A Rua do Valverde assim chamada por existir no local, desde a colonização a frondosa ribeira do Valverde, agora pomposamente chamada de Manuel Inácio Correia, outro dos ilustres beneméritos da cidade. Não haveria outra rua a que lhe fosse dado o nome?
A 2ª Travessa da Conceição, antiga Travessa do Paço por referência ao Paço dos Condes da Ribeira Grande, foi onde Antero escreveu a sua Carta Autobiográfica a Wilhelm Storck que preparava a edição alemã dos seus Sonetos, em 14 de Maio de 1887 , quando de uma estadia na casa n.º 9 (ainda existente), que pertencia ao seu primo, dilecto amigo e companheiro de grandes discussões filosóficas, Sebastião d’Arruda da Costa Botelho. Agora a rua chama-se Comandante Jaime de Sousa, capitão de fragata e deputado por Ponta Delgada que, segundo ouvi ao Dr. Hugo Moreira, terá prometido deixar a Ponta Delgada a sua fortuna se dessem o seu nome a uma rua. A fortuna nunca terá chegado, mas o nome lá ficou depois de ter passado, fugazmente, pela Rua dos Clérigos.
Que dizer de outros nomes tão típicos como a Rua do Pau do Conde (do pau da bandeira do Conde da Ribeira Grande), a Lombinha dos Cães, o Calço da Má Cara, a Rua da Loiça, a Rua do Frade, a Rua do Saco, a Rua do Poço (do poço do pastel, pertencente a Pêro de Teive), o Canto da Fontinha, o Foral das Cornetas, a Canada do Vintém, etc...
Moro num local que, quando para cá vim, se chamava Quatro Canadas, por nele convergirem precisamente quatro canadas. Ao que parece os meus vizinhos não gostavam de morar em canadas. Mudaram-lhe o nome. Hoje moro no “importante” Caminho da Abelheira de Baixo e, nem eu nem eles mudamos nada. Nem a canada. Só estamos mais velhos.

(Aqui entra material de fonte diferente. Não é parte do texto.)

use crate::random::RandomSource;
use crate::session::{TranscriptMessage, HUMAN_ID, HUMAN_NAME};
use serde::{Deserialize, Serialize};
use tracing::debug;

/// A metric drawn uniformly from `[baseline, baseline + jitter)`
#[derive(Debug, Clone, Copy, PartialEq)]
pub struct MetricRange {
    pub baseline: f64,
    pub jitter: f64,
}

impl MetricRange {
    pub const fn new(baseline: f64, jitter: f64) -> Self {
        Self { baseline, jitter }
    }

    fn sample(&self, random: &mut dyn RandomSource) -> f64 {
        self.baseline + self.jitter * random.next_unit()
    }
}

pub const RELEVANCE: MetricRange = MetricRange::new(7.8, 1.5);
pub const COMMUNICATION: MetricRange = MetricRange::new(7.5, 2.0);
pub const CONFIDENCE: MetricRange = MetricRange::new(7.2, 2.3);
pub const LOGICAL_FLOW: MetricRange = MetricRange::new(7.6, 1.8);

/// Jitter added on top of the participation base
pub const PARTICIPATION_JITTER: f64 = 1.5;

/// Participation base when the human never spoke
pub const SILENT_PARTICIPATION_BASE: f64 = 6.5;

const STRENGTHS: [&str; 5] = [
    "Clear and articulate presentation of ideas",
    "Strong understanding of the topic and its implications",
    "Respectful and collaborative approach with other participants",
    "Used relevant real-world examples to support arguments",
    "Maintained composure and confidence throughout the discussion",
];

const WEAKNESSES: [&str; 3] = [
    "Could initiate more points proactively",
    "Some arguments needed deeper analysis",
    "More engagement with opposing viewpoints would strengthen arguments",
];

const SUGGESTIONS: [&str; 5] = [
    "Practice opening statements to initiate discussions confidently",
    "Back up your arguments with statistics and credible sources",
    "Actively acknowledge and build upon other participants' points",
    "Summarize key takeaways at the end to leave a strong impression",
    "Work on body language and eye contact for better presence",
];

/// Simulated performance report for the human participant
#[derive(Debug, Clone, Serialize, Deserialize)]
#[serde(rename_all = "camelCase")]
pub struct GdResult {
    pub participant_id: String,
    pub participant_name: String,

    /// Average of the five metrics, one decimal
    pub score: f64,

    /// Simulated placement among the room, 1..=3
    pub rank: u8,
    pub strengths: Vec<String>,
    pub weaknesses: Vec<String>,
    pub suggestions: Vec<String>,
    pub relevance: f64,
    pub communication: f64,
    pub confidence: f64,
    pub participation: f64,
    pub logical_flow: f64,
}

impl GdResult {
    /// Metrics with their display labels, in report order
    pub fn metrics(&self) -> [(&'static str, f64); 5] {
        [
            ("Relevance", self.relevance),
            ("Communication", self.communication),
            ("Confidence", self.confidence),
            ("Participation", self.participation),
            ("Logical Flow", self.logical_flow),
        ]
    }
}

/// Coarse grading of a metric or score
#[derive(Debug, Clone, Copy, PartialEq, Eq, Serialize, Deserialize)]
#[serde(rename_all = "snake_case")]
pub enum ScoreBand {
    Strong,
    Fair,
    Weak,
}

impl ScoreBand {
    pub fn of(value: f64) -> Self {
        if value >= 8.0 {
            ScoreBand::Strong
        } else if value >= 6.0 {
            ScoreBand::Fair
        } else {
            ScoreBand::Weak
        }
    }
}

/// Ordinal label for a rank: 1st, 2nd, 3rd, 4th...
pub fn rank_label(rank: u8) -> String {
    match rank {
        1 => "1st".to_string(),
        2 => "2nd".to_string(),
        3 => "3rd".to_string(),
        n => format!("{}th", n),
    }
}

/// Participation base for `k` human messages: 6.5 when silent, otherwise
/// `5 + (k / 3) * 5` capped at 10
pub fn participation_base(human_messages: usize) -> f64 {
    if human_messages == 0 {
        SILENT_PARTICIPATION_BASE
    } else {
        (5.0 + (human_messages as f64 / 3.0) * 5.0).min(10.0)
    }
}

/// Turns a finished transcript into a `GdResult`
pub struct ResultGenerator {
    random: Box<dyn RandomSource>,
}

impl ResultGenerator {
    pub fn new(random: Box<dyn RandomSource>) -> Self {
        Self { random }
    }

    /// Score the human participant. Total: an empty transcript still yields a report.
    pub fn generate(&mut self, transcript: &[TranscriptMessage]) -> GdResult {
        let human_messages = transcript.iter().filter(|m| m.is_you).count();
        let base = participation_base(human_messages);

        let random = self.random.as_mut();
        let relevance = RELEVANCE.sample(random);
        let communication = COMMUNICATION.sample(random);
        let confidence = CONFIDENCE.sample(random);
        let logical_flow = LOGICAL_FLOW.sample(random);
        let participation = MetricRange::new(base, PARTICIPATION_JITTER).sample(random);

        let average =
            (participation + relevance + communication + confidence + logical_flow) / 5.0;
        let score = round_to_tenth(average).clamp(0.0, 10.0);

        // Placement is simulated; it is not derived from the score
        let rank = random.next_index(3) as u8 + 1;

        debug!(
            "Scored {} human message(s): score={:.1}, rank={}",
            human_messages, score, rank
        );

        GdResult {
            participant_id: HUMAN_ID.to_string(),
            participant_name: HUMAN_NAME.to_string(),
            score,
            rank,
            strengths: STRENGTHS.iter().map(|s| s.to_string()).collect(),
            weaknesses: WEAKNESSES.iter().map(|s| s.to_string()).collect(),
            suggestions: SUGGESTIONS.iter().map(|s| s.to_string()).collect(),
            relevance,
            communication,
            confidence,
            participation,
            logical_flow,
        }
    }
}

fn round_to_tenth(value: f64) -> f64 {
    (value * 10.0).round() / 10.0
}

Houvesse um investigador de História que nos conseguisse desvendar os segredos dessa toponímia antiga.
Tendo o privilégio de poder escrever aqui, sem ser em comentário, respondo-te pai.
Não sei qual o nome que tinha a praça que sempre conheci, e ainda chamo, de Praça do Areeiro, mas que hoje se chama Francisco Sá Carneiro. Por muito que o pais lhe devesse a honra do seu nome figurar numa rua (julgo que darem o seu nome a um aeroporto foi de mau gosto, mas enfim) está no rol das que mencionas.
Quanto às ruas de Ponta Delgada, curiosamente muitas das que referes eu ainda trato pelos nomes antigos. E isto mesmo antes de terem tido a iniciativa (que - não sendo a ideal, pois era melhor que não tivessem alterado os nomes- eu até acho boa) de terem colocado as placas com os nomes antigos a par dos novos.
Já agora, e para os continentais que aqui vêm (e corrijam-me os açoreanos se estiver errada) canada é um caminho de ladeado de muros altos.